Thursday, 14 September 2017

There was a fight in the Serpentine near the island. The first thing I saw was a Moorhen furiously attacking a Coot, a surprising sight. Another Coot looked on.

Then it became clear that the Coot had seized a Moorhen chick, and was shaking it violently. A small crowd had formed, and there were cries of horror.

The Coot had the chick by the neck, and it looked as if the little creature's last moment had come.

The Coot dropped the chick and went away. The chick lay in the water, apparently lifeless, for half a minute. Then it suddenly sat up and paddled away briskly to the shelter of the island. It had been shamming dead to prevent further attack. Everyone cheered.

Great Crested Grebes control their aggression. Here two have a faceoff on the Serpentine. They strike threatening postures, but stay far enough apart to avoid a fight breaking out.

The Black Swan was feeding near the Dell restaurant. He reached down to the bottom of the lake to pick up edible objects, maybe snails. Although he is much smaller than a Mute Swan, his neck is just as long to help him reach the food.

He stood up and had a good flap.

A pair of Gadwalls were dabbling for food at the edge of the water at the Dell restaurant. They are, at least in theory, vegetarians, though they probably scoop up invertebrates along with their plant food.

At the Lido restaurant Starlings massed on a planter before raiding an unattended table, made short work of some leftover potato crisps, and enjoyed a communal bath in the lake.

A Robin in the Rose Garden perched on the arm of a bench and stared at me suspiciously. I haven't yet managed to make friends with the Robins here.

Nearby, one of the pair of Dunnocks, I think the female, had found a tiny edible grub on the path.

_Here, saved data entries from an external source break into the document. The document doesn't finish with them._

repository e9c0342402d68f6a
//! Configuration error types

use thiserror::Error;

#[derive(Debug, Error)]
pub enum ConfigError {
    #[error("Invalid configuration: {0}")]
    ValidationError(String),

    #[error("Failed to render configuration as TOML: {0}")]
    RenderError(#[from] toml::ser::Error),

    #[error("XDG directory error: {0}")]
    XdgError(String),
}
//! Service activation and role listing.

use axum::Json;
use axum::extract::{Path, State};
use castellan_registry::{ActivationOutcome, Role};

use super::authorize_admin;
use crate::app::AppState;
use crate::error::ApiError;
use crate::identity::IdentityContext;

pub async fn activate(
    State(state): State<AppState>,
    identity: IdentityContext,
    Path(name): Path<String>,
) -> Result<Json<ActivationOutcome>, ApiError> {
    set_active(&state, &identity, &name, true).await
}

pub async fn deactivate(
    State(state): State<AppState>,
    identity: IdentityContext,
    Path(name): Path<String>,
) -> Result<Json<ActivationOutcome>, ApiError> {
    set_active(&state, &identity, &name, false).await
}

async fn set_active(
    state: &AppState,
    identity: &IdentityContext,
    name: &str,
    active: bool,
) -> Result<Json<ActivationOutcome>, ApiError> {
    authorize_admin(state, identity, "set_service_active")?;
    Ok(Json(state.admin.set_service_active(name, active).await?))
}

pub async fn list_roles(
    State(state): State<AppState>,
    identity: IdentityContext,
    Path(name): Path<String>,
) -> Result<Json<Vec<Role>>, ApiError> {
    authorize_admin(&state, &identity, "inspect")?;
    Ok(Json(state.admin.list_roles(&name).await?))
}
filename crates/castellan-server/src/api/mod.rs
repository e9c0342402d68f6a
//! HTTP handlers.

pub mod assignments;
pub mod decisions;
pub mod registry;
pub mod services;
pub mod system;

use axum::Json;
use axum::extract::rejection::JsonRejection;
use castellan_registry::FieldError;
use castellan_types::ResourceAttributes;
use tracing::warn;

use crate::app::AppState;
use crate::error::{ApiError, api_forbidden, api_validation_error};
use crate::identity::IdentityContext;

/// Checks `action` on the administrative entity when gating is enabled.
pub(crate) fn authorize_admin(
    state: &AppState,
    identity: &IdentityContext,
    action: &str,
) -> Result<(), ApiError> {
    let Some(table) = &state.admin_table else {
        return Ok(());
    };
    let allowed = state.evaluator.check_with_table(
        table,
        identity.attributes(),
        &ResourceAttributes::new(),
        action,
    );
    if allowed {
        Ok(())
    } else {
        warn!(subject_id = ?identity.subject_id, action, "administrative request denied");
        Err(api_forbidden())
    }
}

/// Turns a body rejection into a field error on `body`.
pub(crate) fn json_body<T>(payload: Result<Json<T>, JsonRejection>) -> Result<T, ApiError> {
    payload
        .map(|Json(value)| value)
        .map_err(|rejection| api_validation_error(vec![FieldError::new("body", rejection.body_text())]))
}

This Green Woodpecker on Buck Hill also seem to have something, possibly a wireworm. It was feeding on the ground, but we startled it and it flew into a tree for a moment -- just long enough for one shot -- and then away.

Several Mistle Thrushes were eating berries in a rowan tree on Buck Hill. They have had most of the berries on the tree where they ripened first.

Some Long-Tailed Tits passed through the trees.

This finely made spider web was on the edge of the Dell, stretched between a branch and the railings, a distance of five feet. I prodded it to see if a spider would rush out, but it seemed not to be in residence.


  1. Thought I'd let you know - the video links only show like this: , not with the usual image link (i.e. needs copy& paste). Could be a problem at my end, of course.

  2. Replies
    1. Apologies to all. I did the blog hastily and forgot to embed the video links properly. They should work now.